Dual-functional copper (Cu0/Cu2+)-modified SrTiO3-δ nanosheets with enhanced photothermal catalytic performance for CO2 reduction and H2 evolution

Abstract

In recent years, metal–semiconductor heterojunctions have been intensively researched in the field of photocatalysis due to the effective spatial separation of photo-induced electron-hole pairs. Here, the dual-functional copper (Cu0/Cu2+)-modified SrTiO3-δ nanosheets (Cu/STCO) are successfully synthesized by a two-step route. First, Cu2+-doped SrTiO3-δ (STCO) nanosheets are synthesized by a hydrothermal method and then Cu0 nanoparticles (NPs) are in situ formed from the STCO under H2 atmosphere at 500 °C. The optimized ratio 6 %-Cu/STCO photocatalyst exhibits the best photothermal catalytic performance for CO2 reduction reaction (CO2RR) and H2 evolution performance. The detailed characterization demonstrate that the Cu2+ dopant extend the light absorption range and the in situ generated Cu0 NPs effectively improve the separation ability of photogenerated charge carriers by forming the Schottky contact with STCO. The excited localized surface plasmon resonance (LSPR) effect of metallic Cu0 in Cu/STCO shows a considerable catalysis performance even under 600 nm monochromatic light irradiation.

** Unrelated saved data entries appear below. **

//! End-to-end separation pass.
//!
//! ```text
//! channels -> analyze -> [normalize] -> batch -> transform
//!          -> split per source -> reconstruct -> SourceEstimate
//! ```
//!
//! The block transform stands in for a trained model. Its output channels
//! are grouped per source according to the configured [`SourceLayout`].
//!
//! [`SourceLayout`]: convsep_spec::SourceLayout

use log::{debug, info};
use ndarray::{s, Array2, Array3, Axis, Zip};
use rustfft::num_complex::Complex64;

use convsep_spec::PipelineConfig;

use crate::batch::batch;
use crate::error::{DspError, DspResult};
use crate::istft::synthesize;
use crate::normalize::{normalize, StatsStore};
use crate::overlap_add::reconstruct;
use crate::stft::{analyze_with, check_channels, Stft};
use crate::transform::{apply_transform, apply_transform_parallel, split_sources, BlockTransform};
use crate::window::window;

/// Complex spectrograms of every input channel.
#[derive(Debug, Clone, PartialEq)]
pub struct Mixture {
    /// One spectrogram per channel.
    pub stfts: Vec<Stft>,
}

impl Mixture {
    /// Number of channels.
    pub fn channels(&self) -> usize {
        self.stfts.len()
    }

    /// Number of frames per channel.
    pub fn num_frames(&self) -> usize {
        self.stfts.first().map_or(0, Stft::num_frames)
    }

    /// Magnitude feature tensor, shape `[channels, frames, bins]`.
    pub fn magnitudes(&self) -> Array3<f64> {
        let frames = self.num_frames();
        let bins = self.stfts.first().map_or(0, Stft::num_bins);
        let mut out = Array3::zeros((self.channels(), frames, bins));
        for (mut plane, stft) in out.axis_iter_mut(Axis(0)).zip(self.stfts.iter()) {
            plane.assign(&stft.magnitude());
        }
        out
    }
}

/// Estimated magnitudes of one source.
#[derive(Debug, Clone, PartialEq)]
pub struct SourceEstimate {
    /// Source name from the configured layout.
    pub name: String,
    /// Reconstructed magnitudes, shape `[channels, frames, bins]`.
    pub magnitudes: Array3<f64>,
}

/// Runs separation passes for one configuration.
#[derive(Debug, Clone)]
pub struct Separator {
    config: PipelineConfig,
    stats: StatsStore,
    parallel: bool,
}

impl Separator {
    /// Creates a separator, validating the configuration.
    pub fn new(config: PipelineConfig) -> DspResult<Self> {
        config.validate()?;
        Ok(Self {
            config,
            stats: StatsStore::default(),
            parallel: false,
        })
    }

    /// Sets the statistics used for input normalization.
    pub fn with_stats(mut self, stats: StatsStore) -> Self {
        self.stats = stats;
        self
    }

    /// Runs the block transform on the rayon thread pool.
    pub fn with_parallel(mut self, parallel: bool) -> Self {
        self.parallel = parallel;
        self
    }

    /// The configuration in use.
    pub fn config(&self) -> &PipelineConfig {
        &self.config
    }

    /// Computes the spectrogram of every channel.
    pub fn analyze(&self, channels: &[&[f64]]) -> DspResult<Mixture> {
        check_channels(channels)?;
        let stfts = channels
            .iter()
            .map(|channel| analyze_with(channel, &self.config.stft))
            .collect::<DspResult<Vec<_>>>()?;
        Ok(Mixture { stfts })
    }

    /// Separates a multi-channel signal into per-source magnitude estimates.
    pub fn separate<T: BlockTransform + ?Sized>(
        &self,
        channels: &[&[f64]],
        transform: &T,
    ) -> DspResult<Vec<SourceEstimate>> {
        let mixture = self.analyze(channels)?;
        self.separate_features(&mixture.magnitudes(), transform)
    }

    /// Separates a precomputed feature tensor `[channels, frames, bins]`.
    pub fn separate_features<T: BlockTransform + ?Sized>(
        &self,
        features: &Array3<f64>,
        transform: &T,
    ) -> DspResult<Vec<SourceEstimate>> {
        let blocks = &self.config.blocks;
        let layout = &self.config.sources;

        let scaled;
        let features = match &self.config.input_norm {
            Some(norm) => {
                debug!("normalizing input features with '{}' ({})", norm.feature, norm.mode);
                scaled = normalize(features, &self.stats, norm)?;
                &scaled
            }
            None => features,
        };

        let (batches, chunk_count) = batch(features.view(), blocks)?;
        if chunk_count == 0 {
            return Err(DspError::NoWindows {
                message: format!(
                    "{} frames do not exceed time_context {}",
                    features.dim().1,
                    blocks.time_context
                ),
            });
        }

        let output = if self.parallel {
            apply_transform_parallel(&batches, transform)?
        } else {
            apply_transform(&batches, transform)?
        };
        if output.channels() != layout.total_channels() {
            return Err(DspError::shape(
                "transform output channels",
                &[layout.total_channels()],
                &[output.channels()],
            ));
        }

        let per_source = split_sources(&output, layout.channels_per_source)?;
        let estimates = layout
            .names
            .iter()
            .zip(per_source.iter())
            .map(|(name, source)| {
                Ok(SourceEstimate {
                    name: name.clone(),
                    magnitudes: reconstruct(source, chunk_count, blocks.overlap)?,
                })
            })
            .collect::<DspResult<Vec<_>>>()?;

        info!(
            "separated {} frames into {} sources ({} windows)",
            features.dim().1,
            estimates.len(),
            chunk_count
        );

        Ok(estimates)
    }

    /// Converts an estimate back to samples using the mixture's phase.
    ///
    /// Estimated frames past the mixture's length are dropped, and mixture
    /// frames the estimate does not reach are silent. Returns one sample
    /// vector per channel.
    pub fn resynthesize(
        &self,
        estimate: &SourceEstimate,
        mixture: &Mixture,
    ) -> DspResult<Vec<Vec<f64>>> {
        let (channels, est_frames, bins) = estimate.magnitudes.dim();
        if channels != mixture.channels() {
            return Err(DspError::shape(
                format!("source '{}' channels", estimate.name),
                &[mixture.channels()],
                &[channels],
            ));
        }

        let coefficients = window(self.config.stft.window, self.config.stft.window_length)?;
        let frames = est_frames.min(mixture.num_frames());

        estimate
            .magnitudes
            .axis_iter(Axis(0))
            .zip(mixture.stfts.iter())
            .map(|(magnitude, mix)| {
                if mix.num_bins() != bins {
                    return Err(DspError::shape(
                        format!("source '{}' bins", estimate.name),
                        &[mix.num_bins()],
                        &[bins],
                    ));
                }
                let mut data = Array2::<Complex64>::zeros(mix.data.raw_dim());
                data.slice_mut(s![0..frames, ..]).assign(
                    &Zip::from(magnitude.slice(s![0..frames, ..]))
                        .and(mix.data.slice(s![0..frames, ..]))
                        .map_collect(|&m, c| Complex64::from_polar(m, c.arg())),
                );
                let stft = Stft {
                    data,
                    ..mix.clone()
                };
                synthesize(&stft, &coefficients)
            })
            .collect()
    }
}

The density functional theory (DFT) calculations suggest that the Cu/STCO diminishes the barrier of the rate-determining steps of the CO2RR and H2 evolution thus perform the outstanding catalysis ability in two filed. This work presents the synergistic effect of Cu0 and Cu2+ on enhancing the photothermal catalytic performance for CO2RR and H2 evolution and offers a novel strategy to synthesize the metal–semiconductor nanostructures for efficient harnessing of solar energy into fuel.